No con Trump, por supuesto. El presidente de los Estados Unidos aseguraba, con su repulsiva piel naranja y sus hipérboles idiotas, que se dirigía a hablar con unos granjeros por la mañana. Por la noche, si el clima no empeoraba, recibiría al equipo de americano. Y entonces: una brevísima muestra de humanidad que rasgó la repelente fachada trumpiana. “Creo que les vamos a servir comida de Wendy’s, Mcdonald’s y Burger Kings [sic], con algo de pizza. Lo digo en serio. Yo creería que esa es su comida favorita”, dijo el aspirante a dictador con un transparente entusiasmo, casi infantil, solo subrayado por su error al nombrar a una de las cadenas de hamburguesas.

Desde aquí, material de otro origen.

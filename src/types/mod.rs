mod compiled_expression;
mod error;
mod expr;
mod outcome;
mod report;
mod rule;
mod value;
mod values;

pub use compiled_expression::CompiledExpression;
pub use error::{CompileError, DecodeError, EvalError, RuleError};
pub(crate) use expr::{CompiledExpr, CompiledOperand};
pub use expr::{item, val, Expr, Operand, Operator};
pub use outcome::{RuleFailure, RuleOutcome};
pub use report::GroupReport;
pub use rule::{SyntaxRule, WarnLevel};
pub use value::{ItemType, TypedValue};
pub use values::{StatementValues, ValueSource};
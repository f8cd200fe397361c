use std::fmt;

use serde::{Deserialize, Serialize};

use super::compiled_expression::CompiledExpression;
use super::error::{DecodeError, RuleError};
use super::value::{ItemType, TypedValue};
use crate::catalog::CatalogError;

/// Column widths of the persisted rule record, in bytes.
const MAX_NAME_LEN: usize = 64;
const MAX_ITEM_LEN: usize = 1024;
const MAX_ITEM_TYPE_LEN: usize = 128;
const MAX_EXPR_LEN: usize = 128;
const MAX_DESC_LEN: usize = 512;

/// How a violation of a rule is treated by the caller.
#[derive(Debug, Clone, Copy, Default, PartialEq, Eq, Hash, Serialize, Deserialize)]
#[serde(try_from = "i16", into = "i16")]
pub enum WarnLevel {
    /// Reported as a warning; the statement may still run.
    #[default]
    Advisory,
    /// The statement must not run.
    Blocking,
}

impl WarnLevel {
    #[must_use]
    pub fn is_blocking(self) -> bool {
        self == WarnLevel::Blocking
    }
}

impl TryFrom<i16> for WarnLevel {
    type Error = CatalogError;

    fn try_from(level: i16) -> Result<Self, Self::Error> {
        match level {
            0 => Ok(WarnLevel::Advisory),
            1 => Ok(WarnLevel::Blocking),
            other => Err(CatalogError::InvalidWarnLevel(other)),
        }
    }
}

impl From<WarnLevel> for i16 {
    fn from(level: WarnLevel) -> Self {
        match level {
            WarnLevel::Advisory => 0,
            WarnLevel::Blocking => 1,
        }
    }
}

impl fmt::Display for WarnLevel {
    fn fmt(&self, f: &mut fmt::Formatter<'_>) -> fmt::Result {
        f.write_str(match self {
            WarnLevel::Advisory => "advisory",
            WarnLevel::Blocking => "blocking",
        })
    }
}

/// One persisted syntax rule, identified by `(group_name, rule_name)`.
///
/// `item` holds the raw JSON literal and `item_type` the tag it is decoded
/// under. Both stay undecoded here so a bad row is reported against the rule
/// that carries it rather than rejected when the catalog loads.
///
/// ```
/// use sqlrule::{SyntaxRule, TypedValue, WarnLevel};
///
/// let rule = SyntaxRule::new("DmlRule", "DmlNotHasWhere", " Val != Item ")
///     .with_item(&TypedValue::Bool(true))
///     .with_warn_level(WarnLevel::Advisory);
/// assert_eq!(rule.decode_item().unwrap(), TypedValue::Bool(true));
/// ```
#[derive(Debug, Clone, PartialEq, Eq, Serialize, Deserialize)]
pub struct SyntaxRule {
    pub group_name: String,
    pub rule_name: String,
    /// Inline JSON in the persisted form, e.g. `"item": ["drop_table"]`.
    #[serde(with = "raw_json")]
    pub item: String,
    pub item_type: String,
    pub expr: String,
    pub desc: String,
    pub warn_level: WarnLevel,
    /// `false` disables the rule without deleting it.
    pub status: bool,
}

impl SyntaxRule {
    /// A new enabled, advisory rule whose `Item` is the empty string.
    #[must_use]
    pub fn new(
        group_name: impl Into<String>,
        rule_name: impl Into<String>,
        expr: impl Into<String>,
    ) -> Self {
        Self {
            group_name: group_name.into(),
            rule_name: rule_name.into(),
            item: "\"\"".to_owned(),
            item_type: ItemType::String.as_str().to_owned(),
            expr: expr.into(),
            desc: String::new(),
            warn_level: WarnLevel::Advisory,
            status: true,
        }
    }

    /// Set `item` and `item_type` from a typed value.
    #[must_use]
    pub fn with_item(mut self, item: &TypedValue) -> Self {
        self.item = item.encode();
        self.item_type = item.item_type().as_str().to_owned();
        self
    }

    /// Set `item` and `item_type` verbatim. Nothing is checked until the
    /// rule is decoded.
    #[must_use]
    pub fn with_raw_item(mut self, item_type: impl Into<String>, raw: impl Into<String>) -> Self {
        self.item_type = item_type.into();
        self.item = raw.into();
        self
    }

    #[must_use]
    pub fn with_desc(mut self, desc: impl Into<String>) -> Self {
        self.desc = desc.into();
        self
    }

    #[must_use]
    pub fn with_warn_level(mut self, warn_level: WarnLevel) -> Self {
        self.warn_level = warn_level;
        self
    }

    #[must_use]
    pub fn with_status(mut self, enabled: bool) -> Self {
        self.status = enabled;
        self
    }

    #[must_use]
    pub fn identity(&self) -> (&str, &str) {
        (&self.group_name, &self.rule_name)
    }

    #[must_use]
    pub fn is_enabled(&self) -> bool {
        self.status
    }

    /// Decode the rule's `Item` under its `item_type` tag.
    ///
    /// # Errors
    ///
    /// Returns [`DecodeError`] for an unknown tag or a literal that does not
    /// match it.
    pub fn decode_item(&self) -> Result<TypedValue, DecodeError> {
        TypedValue::decode_tagged(&self.item, &self.item_type)
    }

    /// Decode `Item` and compile `expr` with it bound.
    ///
    /// # Errors
    ///
    /// Returns [`RuleError::Decode`] or [`RuleError::Compile`].
    pub fn compile(&self) -> Result<CompiledExpression, RuleError> {
        let item = self.decode_item()?;
        Ok(crate::compile_with_item(&self.expr, item)?)
    }

    /// Check the record against the persisted column widths.
    ///
    /// # Errors
    ///
    /// Returns [`CatalogError::FieldTooLong`] naming the first offending field.
    pub fn validate(&self) -> Result<(), CatalogError> {
        let fields = [
            ("group_name", self.group_name.len(), MAX_NAME_LEN),
            ("rule_name", self.rule_name.len(), MAX_NAME_LEN),
            ("item", self.item.len(), MAX_ITEM_LEN),
            ("item_type", self.item_type.len(), MAX_ITEM_TYPE_LEN),
            ("expr", self.expr.len(), MAX_EXPR_LEN),
            ("desc", self.desc.len(), MAX_DESC_LEN),
        ];
        for (field, actual, max) in fields {
            if actual > max {
                return Err(CatalogError::FieldTooLong { field, max, actual });
            }
        }
        Ok(())
    }
}

impl fmt::Display for SyntaxRule {
    fn fmt(&self, f: &mut fmt::Formatter<'_>) -> fmt::Result {
        write!(f, "{}.{}", self.group_name, self.rule_name)
    }
}

/// Stores `item` as inline JSON while keeping the exact source text. An item
/// that is not JSON at all is written as a JSON string so one bad record
/// cannot block export of the rest.
mod raw_json {
    use serde::{Deserialize, Deserializer, Serialize, Serializer};
    use serde_json::value::RawValue;
    use tracing::warn;

    pub(super) fn serialize<S: Serializer>(raw: &str, serializer: S) -> Result<S::Ok, S::Error> {
        match RawValue::from_string(raw.to_owned()) {
            Ok(value) => value.serialize(serializer),
            Err(error) => {
                warn!(item = raw, %error, "item is not valid JSON; writing it as a string");
                raw.serialize(serializer)
            }
        }
    }

    pub(super) fn deserialize<'de, D: Deserializer<'de>>(
        deserializer: D,
    ) -> Result<String, D::Error> {
        let value = Box::<RawValue>::deserialize(deserializer)?;
        Ok(value.get().to_owned())
    }
}
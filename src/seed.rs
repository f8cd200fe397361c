use tracing::info;

use crate::catalog::{CatalogError, RuleCatalog, UpsertOutcome};
use crate::{SyntaxRule, WarnLevel};

/// Counts from one [`seed`] call.
#[derive(Debug, Clone, Copy, Default, PartialEq, Eq)]
pub struct SeedReport {
    pub inserted: usize,
    pub ignored: usize,
}

impl SeedReport {
    #[must_use]
    pub fn total(&self) -> usize {
        self.inserted + self.ignored
    }
}

fn rule(group: &str, name: &str, expr: &str, item_type: &str, item: &str, desc: &str) -> SyntaxRule {
    SyntaxRule::new(group, name, expr)
        .with_raw_item(item_type, item)
        .with_desc(desc)
}

/// The eleven rules shipped with the linting service.
///
/// Items are kept exactly as the service wrote them, including line breaks,
/// the legacy `arry` tag and a repeated entry in `BanCommandRule`.
#[must_use]
pub fn default_rules() -> Vec<SyntaxRule> {
    vec![
        rule(
            "CommandRule",
            "HighRiskCommandRule",
            "Val in Item",
            "arry",
            "[\"drop_table\", \"drop_index\", \"lock_tables\", \"drop_db\", \"analyze\",\"rename_table\", \n\t\t\t\"drop_procedure\", \"drop_view\",\"drop_trigger\",\"drop_function\", \"drop_server\", \n\t\t\t\"drop_event\", \"drop_compression_dictionary\",\"optimize\", \"alter_tablespace\"]",
            "high-risk command",
        ),
        rule(
            "CommandRule",
            "BanCommandRule",
            "Val in Item",
            "arry",
            "[\"truncate\", \"revoke\", \"kill\", \"reset\", \"drop_user\", \"grant\",\n\t\t\t\t\t\"create_user\", \"revoke_all\", \"shutdown\", \"lock_tables_for_backup\",\n\t\t\t\t\t\"reset\", \"purge\", \"lock_binlog_for_backup\",\"lock_tables_for_backup\",\n\t\t\t\t\t\"install_plugin\", \"uninstall_plugin\",\"alter_user\"]",
            "banned command",
        )
        .with_warn_level(WarnLevel::Blocking),
        rule(
            "CreateTableRule",
            "SuggestBlobColumCount",
            "Val >= Item ",
            "int",
            "10",
            "too many blob columns in one table",
        ),
        rule(
            "CreateTableRule",
            "SuggestEngine",
            "not (Val contains Item) and ( len(Val) != 0 )",
            "string",
            "\"innodb\"",
            "use the InnoDB storage engine",
        ),
        rule(
            "CreateTableRule",
            "NeedPrimaryKey",
            "Val == Item",
            "int",
            "1",
            "table should have a primary key",
        ),
        rule(
            "CreateTableRule",
            "DefinerRule",
            "Val not in Item ",
            "arry",
            "[\"ADMIN@localhost\"]",
            "definer must be specified",
        ),
        rule(
            "AlterTableRule",
            "HighRiskType",
            "Val in Item",
            "arry",
            "[\"drop_column\"]",
            "high-risk alter type",
        ),
        rule(
            "AlterTableRule",
            "HighRiskPkAlterType",
            "Val in Item",
            "arry",
            "[\"add_column\", \"add_key\", \"change_column\"]",
            "high-risk alter type on primary key",
        ),
        rule(
            "AlterTableRule",
            "AlterUseAfter",
            "Val != Item",
            "string",
            "\"\"",
            "alter table uses AFTER",
        ),
        rule(
            "AlterTableRule",
            "AddColumnMixed",
            "( Item in Val ) && ( len(Val) > 1 )",
            "string",
            "\"add_column\"",
            "add column mixed with other alter types may not run online",
        ),
        rule(
            "DmlRule",
            "DmlNotHasWhere",
            " Val != Item ",
            "bool",
            "true",
            "no WHERE or LIMIT; the whole table may change",
        ),
    ]
}

/// Install [`default_rules`] into `catalog`. Rules already present are left
/// as they are, so calling this again is harmless.
///
/// # Errors
///
/// Stops at the first rule the catalog refuses and returns its error.
pub fn seed<C: RuleCatalog + ?Sized>(catalog: &mut C) -> Result<SeedReport, CatalogError> {
    let mut report = SeedReport::default();
    for rule in default_rules() {
        match catalog.upsert_rule_if_absent(rule)? {
            UpsertOutcome::Inserted => report.inserted += 1,
            UpsertOutcome::DuplicateIgnored => report.ignored += 1,
        }
    }
    info!(
        inserted = report.inserted,
        ignored = report.ignored,
        "seeded syntax rules"
    );
    Ok(report)
}
use std::fmt;

/// Errors produced when parsing a rule expression.
#[derive(Debug, Clone, PartialEq, Eq)]
pub struct ParseError {
    message: String,
}

impl ParseError {
    pub(crate) fn new(message: impl Into<String>) -> Self {
        Self {
            message: message.into(),
        }
    }

    /// The parser's diagnostic, including the offending position.
    #[must_use]
    pub fn message(&self) -> &str {
        &self.message
    }
}

impl fmt::Display for ParseError {
    fn fmt(&self, f: &mut fmt::Formatter<'_>) -> fmt::Result {
        write!(f, "syntax error: {}", self.message)
    }
}

impl std::error::Error for ParseError {}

Los medios gringos se despeñaron en burlas y críticas ante lo que evidente, incontrovertiblemente era un desplante de marrez por parte de un despreciable sujeto, famoso por ser un codo de campeonato, que posee un hotel a cinco cuadras de la Casa Blanca, por no decir miles de millones de dólares. El video y las fotografías de más tarde, en las que se podía ver a un Trump con una amplia sonrisa agrietándole el rostro, parado frente a un festín de comida chatarra sobre mesas de manteles largos y candelabros iluminando el menú, solo confirmaron la precisión de las burlas y las críticas.

No obstante, al verlo ahí, sonriendo ante la perspectiva de empacarse una Big Mac, uno puede entender su entusiasmo.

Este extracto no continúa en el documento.